## WHAT NEEDS TO BE DONE
Return the number of lines below with "filename" in them, and nothing else.

## DATASET
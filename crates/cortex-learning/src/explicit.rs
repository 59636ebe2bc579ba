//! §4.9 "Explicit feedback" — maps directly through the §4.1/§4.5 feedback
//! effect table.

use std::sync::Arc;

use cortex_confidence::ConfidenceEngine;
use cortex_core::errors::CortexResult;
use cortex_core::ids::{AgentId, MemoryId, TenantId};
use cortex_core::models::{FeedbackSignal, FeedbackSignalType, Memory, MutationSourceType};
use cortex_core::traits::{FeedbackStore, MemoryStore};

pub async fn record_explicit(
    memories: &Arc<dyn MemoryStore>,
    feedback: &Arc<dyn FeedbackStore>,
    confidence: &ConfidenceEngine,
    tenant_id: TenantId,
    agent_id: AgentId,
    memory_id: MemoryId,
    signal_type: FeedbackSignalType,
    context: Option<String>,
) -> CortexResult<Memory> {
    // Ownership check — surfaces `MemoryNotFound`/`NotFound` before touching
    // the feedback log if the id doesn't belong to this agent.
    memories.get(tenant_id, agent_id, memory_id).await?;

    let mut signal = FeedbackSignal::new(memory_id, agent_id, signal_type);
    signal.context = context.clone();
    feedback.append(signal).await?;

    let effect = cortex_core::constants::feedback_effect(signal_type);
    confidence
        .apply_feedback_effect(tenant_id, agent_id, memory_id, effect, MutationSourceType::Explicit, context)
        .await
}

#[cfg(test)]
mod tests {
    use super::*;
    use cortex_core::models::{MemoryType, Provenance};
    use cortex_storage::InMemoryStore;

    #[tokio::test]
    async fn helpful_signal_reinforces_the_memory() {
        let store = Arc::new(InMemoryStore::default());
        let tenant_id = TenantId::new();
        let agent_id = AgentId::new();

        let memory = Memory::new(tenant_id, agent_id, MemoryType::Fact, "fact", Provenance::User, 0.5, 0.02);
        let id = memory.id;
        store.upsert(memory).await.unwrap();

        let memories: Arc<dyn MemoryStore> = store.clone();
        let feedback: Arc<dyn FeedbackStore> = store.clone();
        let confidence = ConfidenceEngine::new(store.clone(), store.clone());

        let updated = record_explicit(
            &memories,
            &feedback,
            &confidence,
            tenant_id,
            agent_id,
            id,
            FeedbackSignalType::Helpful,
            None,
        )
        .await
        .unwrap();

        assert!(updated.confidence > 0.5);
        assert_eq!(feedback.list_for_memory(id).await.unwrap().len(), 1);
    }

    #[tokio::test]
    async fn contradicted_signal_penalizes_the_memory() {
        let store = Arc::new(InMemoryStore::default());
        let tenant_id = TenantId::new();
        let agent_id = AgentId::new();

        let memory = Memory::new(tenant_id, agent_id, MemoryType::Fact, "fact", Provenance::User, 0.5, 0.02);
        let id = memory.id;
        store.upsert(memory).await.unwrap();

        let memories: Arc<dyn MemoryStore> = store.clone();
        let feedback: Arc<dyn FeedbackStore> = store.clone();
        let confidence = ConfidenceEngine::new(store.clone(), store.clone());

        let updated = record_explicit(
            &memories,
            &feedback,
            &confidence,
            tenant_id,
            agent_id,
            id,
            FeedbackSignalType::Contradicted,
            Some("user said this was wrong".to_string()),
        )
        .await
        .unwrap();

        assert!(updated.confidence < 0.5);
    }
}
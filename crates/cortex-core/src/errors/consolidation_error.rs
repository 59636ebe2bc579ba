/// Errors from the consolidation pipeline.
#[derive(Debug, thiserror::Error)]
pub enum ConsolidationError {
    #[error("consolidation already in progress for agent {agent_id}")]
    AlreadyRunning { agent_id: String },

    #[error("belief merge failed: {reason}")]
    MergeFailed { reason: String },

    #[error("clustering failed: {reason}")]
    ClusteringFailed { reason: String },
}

---

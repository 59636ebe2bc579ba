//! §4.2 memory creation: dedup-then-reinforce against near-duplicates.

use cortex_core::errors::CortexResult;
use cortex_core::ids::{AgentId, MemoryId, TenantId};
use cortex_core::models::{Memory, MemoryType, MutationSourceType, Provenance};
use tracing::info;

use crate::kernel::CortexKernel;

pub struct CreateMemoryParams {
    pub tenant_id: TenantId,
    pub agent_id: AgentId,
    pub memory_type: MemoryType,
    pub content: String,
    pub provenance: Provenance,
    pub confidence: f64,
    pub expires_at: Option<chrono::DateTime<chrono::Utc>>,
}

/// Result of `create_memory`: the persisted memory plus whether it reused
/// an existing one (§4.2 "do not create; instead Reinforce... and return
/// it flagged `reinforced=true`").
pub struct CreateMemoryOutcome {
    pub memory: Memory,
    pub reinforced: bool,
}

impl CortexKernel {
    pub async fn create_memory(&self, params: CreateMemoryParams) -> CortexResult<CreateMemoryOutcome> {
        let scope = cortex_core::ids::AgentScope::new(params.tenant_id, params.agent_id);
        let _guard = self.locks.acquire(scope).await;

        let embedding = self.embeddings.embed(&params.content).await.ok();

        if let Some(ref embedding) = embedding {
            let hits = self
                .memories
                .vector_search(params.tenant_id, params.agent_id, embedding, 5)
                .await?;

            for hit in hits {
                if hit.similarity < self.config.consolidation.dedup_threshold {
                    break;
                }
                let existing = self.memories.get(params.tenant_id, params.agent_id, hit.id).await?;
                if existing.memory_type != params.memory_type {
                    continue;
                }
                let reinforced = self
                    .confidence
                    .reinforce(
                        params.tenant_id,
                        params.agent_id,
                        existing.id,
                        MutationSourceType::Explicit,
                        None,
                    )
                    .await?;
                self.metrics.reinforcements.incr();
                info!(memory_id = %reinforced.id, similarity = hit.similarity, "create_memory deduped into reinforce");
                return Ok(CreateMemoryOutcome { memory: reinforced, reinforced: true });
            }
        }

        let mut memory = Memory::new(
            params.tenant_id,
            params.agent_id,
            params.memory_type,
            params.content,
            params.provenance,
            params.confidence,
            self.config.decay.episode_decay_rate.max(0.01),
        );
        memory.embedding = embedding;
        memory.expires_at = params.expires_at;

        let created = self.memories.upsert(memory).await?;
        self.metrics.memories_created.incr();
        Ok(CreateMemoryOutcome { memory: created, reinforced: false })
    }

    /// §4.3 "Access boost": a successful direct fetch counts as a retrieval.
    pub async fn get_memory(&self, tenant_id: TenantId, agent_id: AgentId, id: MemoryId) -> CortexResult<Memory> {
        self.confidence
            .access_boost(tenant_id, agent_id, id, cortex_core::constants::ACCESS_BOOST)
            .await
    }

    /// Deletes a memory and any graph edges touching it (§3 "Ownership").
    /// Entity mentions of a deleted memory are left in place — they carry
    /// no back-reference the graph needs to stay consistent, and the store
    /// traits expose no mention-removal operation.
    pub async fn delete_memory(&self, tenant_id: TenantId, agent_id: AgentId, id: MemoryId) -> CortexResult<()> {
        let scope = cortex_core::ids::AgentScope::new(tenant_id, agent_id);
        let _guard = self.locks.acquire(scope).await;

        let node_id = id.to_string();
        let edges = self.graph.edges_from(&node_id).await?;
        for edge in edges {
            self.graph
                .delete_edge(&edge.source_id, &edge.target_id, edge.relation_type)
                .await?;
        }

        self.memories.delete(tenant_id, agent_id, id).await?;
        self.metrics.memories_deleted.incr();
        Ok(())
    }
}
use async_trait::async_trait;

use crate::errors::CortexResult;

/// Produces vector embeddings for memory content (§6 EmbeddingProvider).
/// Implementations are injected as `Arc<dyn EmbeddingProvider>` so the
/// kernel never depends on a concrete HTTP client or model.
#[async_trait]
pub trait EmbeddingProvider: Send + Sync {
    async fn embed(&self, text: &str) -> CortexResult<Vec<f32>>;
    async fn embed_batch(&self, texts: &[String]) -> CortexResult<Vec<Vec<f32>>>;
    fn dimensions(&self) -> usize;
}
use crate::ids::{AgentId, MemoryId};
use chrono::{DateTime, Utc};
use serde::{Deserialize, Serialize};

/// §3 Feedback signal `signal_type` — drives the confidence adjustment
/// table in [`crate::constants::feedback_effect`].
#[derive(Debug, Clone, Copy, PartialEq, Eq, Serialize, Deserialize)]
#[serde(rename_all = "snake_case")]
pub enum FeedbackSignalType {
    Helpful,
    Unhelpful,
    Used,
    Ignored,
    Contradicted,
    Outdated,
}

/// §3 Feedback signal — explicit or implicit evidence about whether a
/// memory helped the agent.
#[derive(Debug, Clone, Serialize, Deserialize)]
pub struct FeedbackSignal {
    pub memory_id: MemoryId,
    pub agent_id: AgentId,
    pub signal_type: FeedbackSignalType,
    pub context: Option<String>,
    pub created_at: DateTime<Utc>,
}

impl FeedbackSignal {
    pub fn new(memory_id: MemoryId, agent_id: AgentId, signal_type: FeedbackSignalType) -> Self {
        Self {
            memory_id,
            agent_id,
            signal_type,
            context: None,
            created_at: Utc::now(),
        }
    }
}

## ANSWER AREA
2